To assess the diagnostic utility of smartphone-based measurement in detecting moderate to severe obstructive sleep apnea syndrome (OSAS).


Six databases were thoroughly reviewed. Random-effect models were used to estimate the summary sensitivity, specificity, negative predictive value, positive predictive value, diagnostic odds ratio, summary receiver operating characteristic curve and measured the areas under the curve. To assess the accuracy and precision, pooled mean difference and standard deviation of apnea hypopnea index (AHI) between smartphone and polysomnography (95% limits of agreement) across studies were calculated using the random-effects model. Study methodological quality was evaluated using the QUADAS-2 tool.
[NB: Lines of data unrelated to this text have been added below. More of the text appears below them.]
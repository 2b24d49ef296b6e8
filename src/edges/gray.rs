//! Colour to luma reduction and conversions into float planes.
use image::{GrayImage, Luma, RgbImage};
use ndarray::Array2;

/// ITU-R BT.601 luma, rounded to the nearest 8-bit value
#[inline]
pub fn luma(r: u8, g: u8, b: u8) -> u8 {
    let y = 0.299 * r as f32 + 0.587 * g as f32 + 0.114 * b as f32;
    y.round().clamp(0.0, 255.0) as u8
}

/// Collapse an RGB image to a single luma channel
pub fn to_gray(image: &RgbImage) -> GrayImage {
    let _span = tracing::debug_span!("to_gray").entered();

    GrayImage::from_fn(image.width(), image.height(), |x, y| {
        let pixel = image.get_pixel(x, y);
        Luma([luma(pixel[0], pixel[1], pixel[2])])
    })
}

/// Copy a grayscale image into a (height, width) float plane
pub fn gray_plane(gray: &GrayImage) -> Array2<f32> {
    let (width, height) = gray.dimensions();
    Array2::from_shape_fn((height as usize, width as usize), |(y, x)| {
        gray.get_pixel(x as u32, y as u32)[0] as f32
    })
}

/// Copy one colour channel (0 = R, 1 = G, 2 = B) into a float plane
pub fn channel_plane(image: &RgbImage, channel: usize) -> Array2<f32> {
    let (width, height) = image.dimensions();
    Array2::from_shape_fn((height as usize, width as usize), |(y, x)| {
        image.get_pixel(x as u32, y as u32)[channel] as f32
    })
}
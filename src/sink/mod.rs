mod file_sink;

pub use file_sink::FileSink;

use crate::error::Result;
use image::RgbImage;
use std::path::Path;

/// Trait for output destinations
pub trait ImageSink {
    /// Encode and write the finished image
    fn save(&self, image: &RgbImage) -> Result<()>;

    /// Where the image goes, for logging
    fn location(&self) -> &Path;
}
Eleven studies were analyzed. The smartphone diagnostic odds ratio for moderate-to-severe OSAS (apnea/hypopnea index > 15) was 57.3873 (95% confidence interval [CI]: [34.7462; 94.7815]). The area under the summary receiver operating characteristic curve was 0.917. The sensitivity, specificity, negative predictive value, and positive predictive value were 0.9064 [0.8789; 0.9282], 0.8801 [0.8227; 0.9207], 0.9049 [0.8556; 0.9386], and 0.8844 [0.8234; 0.9263], respectively. We performed subgroup analysis based on the various OSAS detection methods (motion, sound, oximetry, and combinations thereof). Although the diagnostic odds ratios, specificities, and negative predictive values varied significantly (all p < 0.05), all methods afforded good sensitivity (> 80%). The sensitivities and positive predictive values were similar for the various methods (both p > 0.05). The mean difference with standard deviation in the AHI between smartphone and polysomnography was -0.6845 ± 1.611 events/h [-3.8426; 2.4735].


Smartphone could be used to screen the moderate-to-severe OSAS. The mean difference between smartphones and polysomnography AHI measurements was small, though limits of agreement was wide. Therefore, clinicians should be cautious when making clinical decisions based on these devices.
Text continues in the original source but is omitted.